[Saved data entries]
________________________________________

//! Typewar - Entry Point
//!
//! Loads the config, word list and level, then either runs the interactive
//! terminal game at a fixed tick rate or replays a headless input script and
//! prints the final frame as JSON.

use clap::Parser;
use std::path::{Path, PathBuf};
use std::sync::Mutex;
use std::time::{Duration, Instant};
use tracing_subscriber::EnvFilter;

use typewar::campaign::Level;
use typewar::core::config::GameConfig;
use typewar::core::error::Result;
use typewar::simulation::{render, run_script, update, GameState, Script};
use typewar::ui::{GameUI, TerminalInput, TerminalUi};
use typewar::words::DEFAULT_WORDS;

/// Typewar - type the words on the map to march your units
#[derive(Parser, Debug)]
#[command(name = "typewar")]
#[command(about = "Typing strategy game: expand nodes and dispatch units by typing")]
struct Args {
    /// Whitespace-separated word list (defaults to the built-in list)
    #[arg(long)]
    words: Option<PathBuf>,

    /// Level TOML file (defaults to the built-in level)
    #[arg(long)]
    level: Option<PathBuf>,

    /// Config TOML file
    #[arg(long)]
    config: Option<PathBuf>,

    /// Random seed for reproducible word assignment
    #[arg(long)]
    seed: Option<u64>,

    /// Override ticks per second
    #[arg(long)]
    tps: Option<u32>,

    /// Replay a TOML input script headless and print the final frame
    #[arg(long)]
    script: Option<PathBuf>,

    /// Log file for the interactive game
    #[arg(long, default_value = "typewar.log")]
    log_file: PathBuf,
}

fn env_filter() -> EnvFilter {
    EnvFilter::try_from_default_env().unwrap_or_else(|_| EnvFilter::new("typewar=info"))
}

fn main() -> Result<()> {
    let args = Args::parse();

    // The terminal game owns the screen, so it logs to a file
    if args.script.is_some() {
        tracing_subscriber::fmt()
            .with_env_filter(env_filter())
            .with_writer(std::io::stderr)
            .init();
    } else {
        let file = std::fs::File::create(&args.log_file)?;
        tracing_subscriber::fmt()
            .with_env_filter(env_filter())
            .with_ansi(false)
            .with_writer(Mutex::new(file))
            .init();
    }

    tracing::info!("Typewar starting...");

    let config = load_config(&args)?;
    let vocabulary = match &args.words {
        Some(path) => std::fs::read_to_string(path)?,
        None => DEFAULT_WORDS.to_string(),
    };
    let level = match &args.level {
        Some(path) => Level::load(path)?,
        None => Level::builtin()?,
    };

    let mut state = GameState::new(config, &vocabulary, level)?;

    match &args.script {
        Some(path) => run_headless(&mut state, path),
        None => run_terminal(&mut state),
    }
}

fn load_config(args: &Args) -> Result<GameConfig> {
    let mut config = match &args.config {
        Some(path) => GameConfig::load(path)?,
        None => GameConfig::default(),
    };
    if let Some(seed) = args.seed {
        config.seed = Some(seed);
    }
    if let Some(tps) = args.tps {
        config.ticks_per_second = tps;
    }
    config.validate()?;
    Ok(config)
}

fn run_headless(state: &mut GameState, path: &Path) -> Result<()> {
    let script = Script::load(path)?;
    let events = run_script(state, &script)?;
    tracing::info!(
        "Script finished after {} ticks with {} events",
        state.current_tick,
        events.len()
    );
    println!("{}", serde_json::to_string_pretty(&render(state))?);
    Ok(())
}

fn run_terminal(state: &mut GameState) -> Result<()> {
    let mut tui = TerminalUi::init()?;
    let result = game_loop(&mut tui, state);
    tui.cleanup()?;
    result
}

/// Fixed-tick loop: collect input until the tick deadline, update, draw
fn game_loop(tui: &mut TerminalUi, state: &mut GameState) -> Result<()> {
    let mut ui = GameUI::new();
    let mut input = TerminalInput::new(tui.keyboard_enhanced());
    let tick_len = Duration::from_secs_f64(1.0 / state.config.ticks_per_second as f64);
    let mut next_tick = Instant::now() + tick_len;

    loop {
        let polled = input.collect_until(next_tick)?;
        if polled.quit {
            ui.quit_requested = true;
            break;
        }
        if polled.toggle_log {
            ui.toggle_action_log();
        }

        let tick = state.current_tick;
        for event in update(state, &polled.tick) {
            ui.record(tick, &event, &state.graph);
        }
        tui.draw(&render(state), &ui)?;

        next_tick += tick_len;
        let now = Instant::now();
        if next_tick < now {
            // Fell behind; resync instead of bursting catch-up ticks
            next_tick = now + tick_len;
        }
    }

    tracing::info!("Quit at tick {}", state.current_tick);
    Ok(())
}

________________________________________

> **Your task**: Extract the full set of entries word for word.

> **Solution to this problem**:
//! Typewar - Entry Point
//!
//! Loads the config, word list and level, then either runs the interactive
//! terminal game at a fixed tick rate or replays a headless input script and
//! prints the final frame as JSON.

use clap::Parser;
use std::path::{Path, PathBuf};
use std::sync::Mutex;
use std::time::{Duration, Instant};
use tracing_subscriber::EnvFilter;

use typewar::campaign::Level;
use typewar::core::config::GameConfig;
use typewar::core::error::Result;
use typewar::simulation::{render, run_script, update, GameState, Script};
use typewar::ui::{GameUI, TerminalInput, TerminalUi};
use typewar::words::DEFAULT_WORDS;

/// Typewar - type the words on the map to march your units
#[derive(Parser, Debug)]
#[command(name = "typewar")]
#[command(about = "Typing strategy game: expand nodes and dispatch units by typing")]
struct Args {
    /// Whitespace-separated word list (defaults to the built-in list)
    #[arg(long)]
    words: Option<PathBuf>,

    /// Level TOML file (defaults to the built-in level)
    #[arg(long)]
    level: Option<PathBuf>,

    /// Config TOML file
    #[arg(long)]
    config: Option<PathBuf>,

    /// Random seed for reproducible word assignment
    #[arg(long)]
    seed: Option<u64>,

    /// Override ticks per second
    #[arg(long)]
    tps: Option<u32>,

    /// Replay a TOML input script headless and print the final frame
    #[arg(long)]
    script: Option<PathBuf>,

    /// Log file for the interactive game
    #[arg(long, default_value = "typewar.log")]
    log_file: PathBuf,
}

fn env_filter() -> EnvFilter {
    EnvFilter::try_from_default_env().unwrap_or_else(|_| EnvFilter::new("typewar=info"))
}

fn main() -> Result<()> {
    let args = Args::parse();

    // The terminal game owns the screen, so it logs to a file
    if args.script.is_some() {
        tracing_subscriber::fmt()
            .with_env_filter(env_filter())
            .with_writer(std::io::stderr)
            .init();
    } else {
        let file = std::fs::File::create(&args.log_file)?;
        tracing_subscriber::fmt()
            .with_env_filter(env_filter())
            .with_ansi(false)
            .with_writer(Mutex::new(file))
            .init();
    }

    tracing::info!("Typewar starting...");

    let config = load_config(&args)?;
    let vocabulary = match &args.words {
        Some(path) => std::fs::read_to_string(path)?,
        None => DEFAULT_WORDS.to_string(),
    };
    let level = match &args.level {
        Some(path) => Level::load(path)?,
        None => Level::builtin()?,
    };

    let mut state = GameState::new(config, &vocabulary, level)?;

    match &args.script {
        Some(path) => run_headless(&mut state, path),
        None => run_terminal(&mut state),
    }
}

fn load_config(args: &Args) -> Result<GameConfig> {
    let mut config = match &args.config {
        Some(path) => GameConfig::load(path)?,
        None => GameConfig::default(),
    };
    if let Some(seed) = args.seed {
        config.seed = Some(seed);
    }
    if let Some(tps) = args.tps {
        config.ticks_per_second = tps;
    }
    config.validate()?;
    Ok(config)
}

fn run_headless(state: &mut GameState, path: &Path) -> Result<()> {
    let script = Script::load(path)?;
    let events = run_script(state, &script)?;
    tracing::info!(
        "Script finished after {} ticks with {} events",
        state.current_tick,
        events.len()
    );
    println!("{}", serde_json::to_string_pretty(&render(state))?);
    Ok(())
}

fn run_terminal(state: &mut GameState) -> Result<()> {
    let mut tui = TerminalUi::init()?;
    let result = game_loop(&mut tui, state);
    tui.cleanup()?;
    result
}

/// Fixed-tick loop: collect input until the tick deadline, update, draw
fn game_loop(tui: &mut TerminalUi, state: &mut GameState) -> Result<()> {
    let mut ui = GameUI::new();
    let mut input = TerminalInput::new(tui.keyboard_enhanced());
    let tick_len = Duration::from_secs_f64(1.0 / state.config.ticks_per_second as f64);
    let mut next_tick = Instant::now() + tick_len;

    loop {
        let polled = input.collect_until(next_tick)?;
        if polled.quit {
            ui.quit_requested = true;
            break;
        }
        if polled.toggle_log {
            ui.toggle_action_log();
        }

        let tick = state.current_tick;
        for event in update(state, &polled.tick) {
            ui.record(tick, &event, &state.graph);
        }
        tui.draw(&render(state), &ui)?;

        next_tick += tick_len;
        let now = Instant::now();
        if next_tick < now {
            // Fell behind; resync instead of bursting catch-up ticks
            next_tick = now + tick_len;
        }
    }

    tracing::info!("Quit at tick {}", state.current_tick);
    Ok(())
}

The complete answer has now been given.